-- What needs to be done --
Some lines in the records below may hold the word "derive"; give the number of those lines and nothing else.

-- Source material --
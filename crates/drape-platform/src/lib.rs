//! Host-side glue for drape.
//!
//! Nothing in here is needed to present an overlay; this crate is what a
//! host binary wires around one. It answers "where am I running", keeps the
//! app-review counter, tracks windows, and provides a headless
//! [`HostWindow`](drape_core::HostWindow) for tests and scripted runs:
//!
//! ```
//! use drape_core::Size;
//! use drape_platform::headless::headless_host;
//!
//! let (_clock, window, host) = headless_host(Size::new(800.0, 600.0));
//! assert!(host.window.mount_overlay_container().is_some());
//! assert_eq!(window.containers().len(), 1);
//! ```

pub mod app_info;
pub mod error;
pub mod headless;
pub mod platform;
pub mod review;
pub mod windows;

pub use app_info::AppInfo;
pub use error::{PlatformError, Result};
pub use platform::{DeviceIdiom, Platform, is_preview_mode};
pub use review::{
    JsonFileReviewStore, MemoryReviewStore, RequestReview, ReviewOutcome, ReviewPolicy,
    ReviewRecord, ReviewStore,
};
pub use windows::{Activation, WindowId, WindowInfo, WindowRegistry};
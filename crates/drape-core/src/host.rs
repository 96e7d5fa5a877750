//! # Host handles
//!
//! Everything drape needs from the platform is passed in explicitly through a
//! [`Host`]: the window it presents into, the timer queue the event loop
//! drives, and whether animations are currently allowed. Nothing reaches for
//! a "current window" on its own.

use std::cell::{Cell, RefCell};
use std::rc::Rc;

use web_time::Duration;

use crate::{Color, Size, TimerToken, Timers};

/// Native surface whose background an overlay can tint.
pub trait Container {
    fn background(&self) -> Color;
    fn set_background(&self, color: Color);
}

pub trait HostWindow {
    /// Current window size, read at the moment of the call.
    fn size(&self) -> Size;

    /// Smallest size the app window is allowed to shrink to.
    fn minimal_size(&self) -> Size {
        Size::new(320.0, 480.0)
    }

    /// Creates the native container backing a newly presented overlay.
    /// `None` when the host has nothing to dim.
    fn mount_overlay_container(&self) -> Option<Rc<dyn Container>>;
}

const ANIMATIONS_REENABLE_DELAY: Duration = Duration::from_millis(100);

#[derive(Clone)]
pub struct Host {
    pub window: Rc<dyn HostWindow>,
    pub timers: Timers,
    animations: Rc<Cell<bool>>,
    /// Pending re-enable from the latest `with_no_animation`.
    reenable: Rc<RefCell<Option<TimerToken>>>,
}

impl Host {
    pub fn new(window: Rc<dyn HostWindow>, timers: Timers) -> Self {
        Self {
            window,
            timers,
            animations: Rc::new(Cell::new(true)),
            reenable: Rc::new(RefCell::new(None)),
        }
    }

    pub fn animations_enabled(&self) -> bool {
        self.animations.get()
    }

    pub fn set_animations_enabled(&self, enabled: bool) {
        self.animations.set(enabled);
    }

    /// Runs `action` with animations off; they come back 100 ms after the
    /// latest such block ends.
    pub fn with_no_animation(&self, action: impl FnOnce()) {
        if let Some(previous) = self.reenable.borrow_mut().take() {
            previous.cancel();
        }
        self.animations.set(false);
        action();
        let flag = Rc::downgrade(&self.animations);
        let token = self
            .timers
            .schedule_after(ANIMATIONS_REENABLE_DELAY, move || {
                if let Some(flag) = flag.upgrade() {
                    flag.set(true);
                }
            });
        if let Some(previous) = self.reenable.borrow_mut().replace(token) {
            // a nested block scheduled its own re-enable while `action` ran
            previous.cancel();
        }
    }
}

impl std::fmt::Debug for Host {
    fn fmt(&self, f: &mut std::fmt::Formatter<'_>) -> std::fmt::Result {
        f.debug_struct("Host")
            .field("window_size", &self.window.size())
            .field("animations", &self.animations.get())
            .finish()
    }
}
use std::path::PathBuf;

use crate::WindowId;

#[derive(Debug, thiserror::Error)]
pub enum PlatformError {
    #[error("review store at {path}: {source}")]
    Io {
        path: PathBuf,
        #[source]
        source: std::io::Error,
    },
    #[error("review store at {path} is not valid JSON: {source}")]
    Corrupt {
        path: PathBuf,
        #[source]
        source: serde_json::Error,
    },
    #[error("encoding review record: {0}")]
    Encode(#[from] serde_json::Error),
    #[error("no window {0:?}")]
    UnknownWindow(WindowId),
}

pub type Result<T, E = PlatformError> = std::result::Result<T, E>;
pub use crate::animation::{AnimatedValue, AnimationSpec, Clock, Easing, ManualClock, SystemClock};
pub use crate::color::Color;
pub use crate::effects::{Dispose, effect, on_unmount};
pub use crate::error::{Error, Result};
pub use crate::geometry::{Rect, Size, Vec2};
pub use crate::host::{Container, Host, HostWindow};
pub use crate::locals::{Theme, theme, with_theme};
pub use crate::modifier::{Corners, Modifier};
pub use crate::runtime::{compose, remember, remember_state, remember_state_with_key, remember_with_key};
pub use crate::scope::{Scope, current_scope, scoped_effect};
pub use crate::semantics::{Role, Semantics, Traits};
pub use crate::signal::{Signal, signal};
pub use crate::timer::{TimerToken, Timers};
pub use crate::view::{Callback, KeyboardKind, TextStyle, View, ViewId, ViewKind};
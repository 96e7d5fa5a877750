//! Compile-time platform detection.

use std::fmt;

#[derive(Clone, Copy, Debug, PartialEq, Eq, Hash)]
pub enum Platform {
    MacOS,
    Windows,
    Linux,
    Android,
    IOS,
    IPadOS,
    Web,
}

/// Form factor reported by the host, only consulted on iOS.
#[derive(Clone, Copy, Debug, Default, PartialEq, Eq)]
pub enum DeviceIdiom {
    #[default]
    Phone,
    Pad,
}

/// Environment variable a design tool sets to `1` while rendering previews.
pub const PREVIEW_ENV: &str = "DRAPE_PREVIEW";

impl Platform {
    /// The platform this binary was built for. iOS builds report
    /// [`Platform::IOS`]; use [`Platform::current_with_idiom`] when the host
    /// knows it runs on a tablet.
    pub fn current() -> Platform {
        Self::current_with_idiom(DeviceIdiom::default())
    }

    pub fn current_with_idiom(idiom: DeviceIdiom) -> Platform {
        Self::from_target(std::env::consts::OS, cfg!(target_family = "wasm"), idiom)
    }

    fn from_target(os: &str, wasm: bool, idiom: DeviceIdiom) -> Platform {
        if wasm {
            return Platform::Web;
        }
        match (os, idiom) {
            ("macos", _) => Platform::MacOS,
            ("windows", _) => Platform::Windows,
            ("android", _) => Platform::Android,
            ("ios", DeviceIdiom::Pad) => Platform::IPadOS,
            ("ios", DeviceIdiom::Phone) => Platform::IOS,
            _ => Platform::Linux,
        }
    }

    pub fn is_apple(self) -> bool {
        matches!(self, Platform::MacOS | Platform::IOS | Platform::IPadOS)
    }

    pub fn is_mobile(self) -> bool {
        matches!(self, Platform::IOS | Platform::IPadOS | Platform::Android)
    }
}

impl fmt::Display for Platform {
    fn fmt(&self, f: &mut fmt::Formatter<'_>) -> fmt::Result {
        f.write_str(match self {
            Platform::MacOS => "macOS",
            Platform::Windows => "Windows",
            Platform::Linux => "Linux",
            Platform::Android => "Android",
            Platform::IOS => "iOS",
            Platform::IPadOS => "iPadOS",
            Platform::Web => "Web",
        })
    }
}

/// True while running inside a design-time preview.
pub fn is_preview_mode() -> bool {
    preview_flag(std::env::var(PREVIEW_ENV).ok().as_deref())
}

pub fn preview_flag(value: Option<&str>) -> bool {
    value.is_some_and(|v| v.trim() == "1")
}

-- Final answer --
4